De planoloog die niet houdt van plannen – interview Zef Hemel

De stadsplanner kan enkel de lava in goede banen leiden

Het waren niet de minste muzikale toppers die heen gingen in 2016. David Bowie, Leonard Cohen, Prince, en op de valreep van het jaar ook nog George Michael. Met Bowie voor velen als meest enigmatische en vernieuwend figuur. Niet in de top van zijn bekendste of meest gespeelde nummers maar toch een pareltje is (Port of) Amsterdam (1973) –een cover van een nummer van Jacques Brel trouwens. De song schetst het ruige Amsterdam met vissers en havenarbeiders, bars en prostituees.

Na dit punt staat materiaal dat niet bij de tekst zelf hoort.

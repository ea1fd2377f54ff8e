// Preprocessing pipeline: collector files -> ProcessedRows + PendingTerms.
//
// Reads the latest weekly file of every source kind, flattens each record
// through its adapter, and runs clean -> tokenize -> n-grams -> match. Bad
// records and unreadable files are logged, counted and skipped; only a run
// with no input files at all stops early.

use std::collections::BTreeMap;
use std::path::{Path, PathBuf};

use anyhow::{Context, Result};
use chrono::NaiveDate;
use indicatif::{ProgressBar, ProgressStyle};
use serde_json::Value;
use tracing::{debug, info, warn};

use crate::error::PipelineError;
use crate::matcher::pending::PendingMiner;
use crate::matcher::Matcher;
use crate::sources::{self, SourceKind, SourceWeights};
use crate::store::models::{PendingTerm, ProcessedRow};
use crate::store::SnapshotStore;
use crate::text;

/// Number of n-grams shown per record in debug mode.
const DEBUG_NGRAM_SAMPLE: usize = 10;

/// Per-source contribution counts for one run.
#[derive(Debug, Default, Clone, PartialEq, Eq)]
pub struct SourceStats {
    /// Records recognized as this kind.
    pub records: usize,
    /// Records that produced at least one entity match.
    pub matched: usize,
    /// Total credited mentions across all matched records.
    pub mentions: u64,
    pub low_confidence: usize,
    pub rejected: usize,
    pub corrupt: usize,
}

/// Everything one preprocessing run produced.
#[derive(Debug, Default)]
pub struct PreprocessReport {
    pub files: Vec<PathBuf>,
    pub failed_files: usize,
    pub unrecognized: usize,
    pub per_source: BTreeMap<SourceKind, SourceStats>,
    pub rows: Vec<ProcessedRow>,
    pub pending: Vec<PendingTerm>,
    /// Distinct unknown terms before the top-K cut.
    pub distinct_unknown: usize,
}

/// Stateful per-run processor. Owns the run's unknown-term accumulator.
pub struct Preprocessor<'d> {
    matcher: Matcher<'d>,
    weights: SourceWeights,
    miner: PendingMiner,
    debug: bool,
    report: PreprocessReport,
}

impl<'d> Preprocessor<'d> {
    pub fn new(matcher: Matcher<'d>, weights: SourceWeights, miner: PendingMiner) -> Self {
        Self {
            matcher,
            weights,
            miner,
            debug: false,
            report: PreprocessReport::default(),
        }
    }

    /// Log source detection, n-gram samples and matches for every record.
    pub fn with_debug(mut self, debug: bool) -> Self {
        self.debug = debug;
        self
    }

    /// Process one collector file. A file holds a single record or an
    /// array of records. Unreadable or unparsable files are counted and
    /// skipped.
    pub fn process_file(&mut self, path: &Path) {
        self.report.files.push(path.to_path_buf());
        match read_json(path) {
            Ok(value) => self.process_document(&value, &path.display().to_string()),
            Err(e) => {
                warn!(
                    file = %path.display(),
                    error = %format!("{e:#}"),
                    "Skipping unreadable file"
                );
                self.report.failed_files += 1;
            }
        }
    }

    /// Process an already-parsed document (object or array of objects).
    pub fn process_document(&mut self, document: &Value, provenance: &str) {
        let records: &[Value] = match document {
            Value::Array(items) => items,
            single => std::slice::from_ref(single),
        };

        for record in records {
            match self.process_record(record, provenance) {
                Ok(Some(row)) => self.report.rows.push(row),
                Ok(None) => {}
                Err(e) => {
                    warn!(file = provenance, error = %e, "Skipping record");
                    match e {
                        PipelineError::UnrecognizedSourceFormat { .. } => {
                            self.report.unrecognized += 1;
                        }
                        PipelineError::CorruptRecordPayload { kind, .. } => {
                            self.report.per_source.entry(kind).or_default().corrupt += 1;
                        }
                        _ => {}
                    }
                }
            }
        }
    }

    /// Run one record through the whole text pipeline. Returns a row only
    /// when at least one entity matched.
    pub fn process_record(
        &mut self,
        record: &Value,
        provenance: &str,
    ) -> Result<Option<ProcessedRow>, PipelineError> {
        let kind = sources::detect(record)?;
        if self.debug {
            let keys: Vec<&str> = record
                .as_object()
                .map(|o| o.keys().take(5).map(String::as_str).collect())
                .unwrap_or_default();
            info!(source = %kind, ?keys, "Source detected");
        }

        let (_, content) = sources::extract(record)?;
        self.report.per_source.entry(kind).or_default().records += 1;
        if content.is_empty() {
            return Ok(None);
        }

        let cleaned = text::clean_text(&content);
        let tokens = text::tokenize(&cleaned);
        let candidates: Vec<String> = text::candidates(&tokens).collect();
        if candidates.is_empty() {
            return Ok(None);
        }
        if self.debug {
            let sample: Vec<&str> = candidates
                .iter()
                .take(DEBUG_NGRAM_SAMPLE)
                .map(String::as_str)
                .collect();
            info!(source = %kind, count = candidates.len(), ?sample, "Extracted n-grams");
        }

        let matches = self.matcher.match_record(&candidates);
        for (term, count) in &matches.unknown {
            self.miner.observe(term, u64::from(*count));
        }

        let stats = self.report.per_source.entry(kind).or_default();
        stats.low_confidence += matches.low_confidence;
        stats.rejected += matches.rejected;

        if self.debug {
            info!(source = %kind, matched = ?matches.entities, "Matched tools");
        }
        if matches.entities.is_empty() {
            return Ok(None);
        }

        stats.matched += 1;
        stats.mentions += matches.entities.values().map(|&c| u64::from(c)).sum::<u64>();

        Ok(Some(ProcessedRow::new(
            kind,
            self.weights.weight(kind),
            &content,
            matches.entities,
            provenance,
        )))
    }

    /// Close the run: cut the unknown terms down to the top `pending_limit`.
    pub fn finish(mut self, pending_limit: usize) -> PreprocessReport {
        self.report.distinct_unknown = self.miner.distinct();
        self.report.pending = self.miner.top(pending_limit);
        self.report
    }
}

fn read_json(path: &Path) -> Result<Value> {
    let raw = std::fs::read_to_string(path)
        .with_context(|| format!("Failed to read {}", path.display()))?;
    serde_json::from_str(&raw).with_context(|| format!("Invalid JSON in {}", path.display()))
}

/// Discover the latest collector files and process them all.
///
/// Fails with `NoProcessableInput` when the data directory holds no
/// weekly files for any source kind.
pub fn run(
    preprocessor: Preprocessor<'_>,
    data_dir: &Path,
    pending_limit: usize,
) -> Result<PreprocessReport> {
    let files = sources::discover::latest_weekly_files(data_dir)?;
    if files.is_empty() {
        return Err(PipelineError::NoProcessableInput.into());
    }
    let mut preprocessor = preprocessor;

    let pb = ProgressBar::new(files.len() as u64);
    pb.set_style(ProgressStyle::default_bar().template("  Files [{bar:30}] {pos}/{len} ({eta})")?);
    for path in &files {
        debug!(file = %path.display(), "Processing");
        preprocessor.process_file(path);
        pb.inc(1);
    }
    pb.finish_and_clear();

    let report = preprocessor.finish(pending_limit);
    info!(
        files = report.files.len(),
        rows = report.rows.len(),
        pending = report.pending.len(),
        "Preprocessing complete"
    );
    Ok(report)
}

/// Persist the run as the processed snapshot of `run_date`.
pub fn save(
    store: &dyn SnapshotStore,
    run_date: NaiveDate,
    report: &PreprocessReport,
) -> Result<()> {
    store
        .save_processed(run_date, &report.rows, &report.pending)
        .with_context(|| format!("Failed to save processed snapshot for {run_date}"))?;
    info!(%run_date, rows = report.rows.len(), "Saved processed snapshot");
    Ok(())
}

#[cfg(test)]
mod tests {
    use super::*;
    use crate::dictionary::{CanonicalEntity, Dictionary};
    use crate::matcher::MatchThresholds;
    use serde_json::json;
    use std::sync::{Arc, Mutex};

    fn dict() -> Dictionary {
        let mut claude = CanonicalEntity::new("Claude", "multi-ai");
        claude.variants = vec!["claude".to_string()];
        let mut cursor = CanonicalEntity::new("Cursor", "coding");
        cursor.variants = vec!["cursor".to_string()];
        Dictionary::from_entities(vec![claude, cursor])
    }

    fn preprocessor(d: &Dictionary) -> Preprocessor<'_> {
        Preprocessor::new(
            Matcher::new(d, MatchThresholds::default()),
            SourceWeights::default(),
            PendingMiner::new(),
        )
    }

    #[test]
    fn matched_record_becomes_a_row() {
        let d = dict();
        let mut p = preprocessor(&d);
        let record = json!({
            "subreddit": "ClaudeAI",
            "title": "claude writes code",
            "selftext": ""
        });
        let row = p.process_record(&record, "reddit_20250613.json").unwrap().unwrap();
        assert_eq!(row.source_kind, SourceKind::Reddit);
        assert_eq!(row.matched_entities["Claude"], 2);
        assert_eq!(row.provenance, "reddit_20250613.json");
    }

    #[test]
    fn unmatched_record_feeds_only_the_miner() {
        let d = dict();
        let mut p = preprocessor(&d);
        let record = json!({"subreddit": "x", "title": "weather forecast"});
        assert!(p.process_record(&record, "f.json").unwrap().is_none());
        let report = p.finish(10);
        assert!(report.rows.is_empty());
        assert!(report.pending.iter().any(|t| t.term == "weather forecast"));
        assert_eq!(report.per_source[&SourceKind::Reddit].records, 1);
        assert_eq!(report.per_source[&SourceKind::Reddit].matched, 0);
    }

    #[test]
    fn bad_records_are_counted_and_skipped() {
        let d = dict();
        let mut p = preprocessor(&d);
        let doc = json!([
            {"foo": 1},
            {"channels": [1, 2], "total_channels": 2},
            {"subreddit": "x", "title": "cursor and claude"}
        ]);
        p.process_document(&doc, "mixed.json");
        let report = p.finish(10);
        assert_eq!(report.unrecognized, 1);
        assert_eq!(report.per_source[&SourceKind::Youtube].corrupt, 1);
        assert_eq!(report.rows.len(), 1);
        assert_eq!(report.rows[0].matched_entities.len(), 2);
    }

    #[test]
    fn unreadable_file_does_not_abort() {
        let d = dict();
        let tmp = tempfile::tempdir().unwrap();
        let bad = tmp.path().join("broken.json");
        std::fs::write(&bad, "{not json").unwrap();

        let mut p = preprocessor(&d);
        p.process_file(&bad);
        let report = p.finish(10);
        assert_eq!(report.failed_files, 1);
        assert_eq!(report.files.len(), 1);
    }

    #[test]
    fn empty_data_dir_is_no_processable_input() {
        let d = dict();
        let tmp = tempfile::tempdir().unwrap();
        let err = run(preprocessor(&d), tmp.path(), 10).unwrap_err();
        assert!(matches!(
            err.downcast_ref::<PipelineError>(),
            Some(PipelineError::NoProcessableInput)
        ));
    }

    /// Collects formatted log output for assertions.
    #[derive(Clone, Default)]
    struct LogBuffer(Arc<Mutex<Vec<u8>>>);

    impl std::io::Write for LogBuffer {
        fn write(&mut self, buf: &[u8]) -> std::io::Result<usize> {
            self.0.lock().unwrap().extend_from_slice(buf);
            Ok(buf.len())
        }

        fn flush(&mut self) -> std::io::Result<()> {
            Ok(())
        }
    }

    fn logs_of(debug: bool) -> String {
        let d = dict();
        let logs = LogBuffer::default();
        let writer = logs.clone();
        let subscriber = tracing_subscriber::fmt()
            .with_writer(move || writer.clone())
            .with_ansi(false)
            .finish();

        let record = json!({"subreddit": "x", "title": "cursor tips"});
        tracing::subscriber::with_default(subscriber, || {
            let mut p = preprocessor(&d).with_debug(debug);
            p.process_record(&record, "f.json").unwrap();
        });

        let bytes = logs.0.lock().unwrap().clone();
        String::from_utf8(bytes).unwrap()
    }

    #[test]
    fn debug_mode_logs_each_record_stage() {
        let out = logs_of(true);
        assert!(out.contains("Source detected"), "{out}");
        assert!(out.contains("source=reddit"), "{out}");
        assert!(out.contains("Extracted n-grams"), "{out}");
        assert!(out.contains("cursor tips"), "{out}");
        assert!(out.contains("Matched tools"), "{out}");
        assert!(out.contains("Cursor"), "{out}");
    }

    #[test]
    fn record_stages_are_silent_without_debug() {
        let out = logs_of(false);
        assert!(!out.contains("Source detected"), "{out}");
        assert!(!out.contains("Matched tools"), "{out}");
    }

    #[test]
    fn weights_are_stamped_on_rows() {
        let d = dict();
        let weights = SourceWeights {
            rss: 0.5,
            ..SourceWeights::default()
        };
        let mut p = Preprocessor::new(
            Matcher::new(&d, MatchThresholds::default()),
            weights,
            PendingMiner::new(),
        );
        let record = json!({"summary": "x", "week_start": "2025-06-09", "sites": {
            "techcrunch": [{"title": "cursor raises", "summary": ""}]
        }});
        let row = p.process_record(&record, "weekly_summary.json").unwrap().unwrap();
        assert_eq!(row.source_kind, SourceKind::Rss);
        assert_eq!(row.weight, 0.5);
    }
}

Nu zijn er wel meer nummers gewijd aan de Nederlandse hoofdstad die tot de verbeelding blijft spreken – overigens vinden steeds meer toeristen dat, tot toenemende ergernis van Amsterdammers zelf. De stad is nochtans beduidend kleiner en anders dan de Vlaamse hoofdstad maar wel zeer attractief. In 2008 dacht men dat de stad in 2025 zo’n 845.000 inwoners zou tellen. De stad groeide echter sneller dan gedacht en telt nu al bijna zoveel inwoners. En de stad zal enkel blijven groeien, meent de Nederlandse planoloog Zef Hemel. De wrijving die er nu is over de toenemende drukte is slechts de voorbode van Amsterdams ‘derde gouden eeuw’ en de verdubbeling (!) van de bevolking die daarmee gepaard zal gaan.*

Zef Hemel (°1957) is hoogleraar aan de ‘Wibautleerstoel’ voor grootstedelijke problematiek aan de Universiteit van Amsterdam en strategisch adviseur bij de Amsterdam Economic Board. Voorheen was hij onder meer directeur van de Rotterdamse Academie van Architectuur en Stedenbouw en bestuurder van het departement Ruimte en Duurzaamheid bij de stad Amsterdam, waar hij ook woont. Hij studeerde menselijke geografie aan de Universiteit van Groningen en behaalde een doctoraat in de kunstgeschiedenis (!) aan de Universiteit van Amsterdam. Hij geeft lezingen over de hele wereld en vorig jaar verscheen zijn boek ‘De toekomst van de stad. Een pleidooi voor de metropool’. (Een vrije tribune in NRC Handelsblad (23 september 2016) geeft goed de kerngedachten ervan weer)

Voor een Vlaming – die lintbebouwing en ruimtelijke wanorde en suburbanisatie gewend is – lijkt Nederland het goede voorbeeld. Maar dat is het niet, zegt Zef Hemel. Weliswaar is de gemiddelde voetafdruk van de Vlaming en van de Amerikaan nóg groter dan van de Nederlander en heeft Vlaanderen dringend nood aan een stedelijke agenda om een aantal “ronduit alarmerende evoluties” te stoppen, merkt hij op, maar dat betekent niet dat Nederland het goed doet.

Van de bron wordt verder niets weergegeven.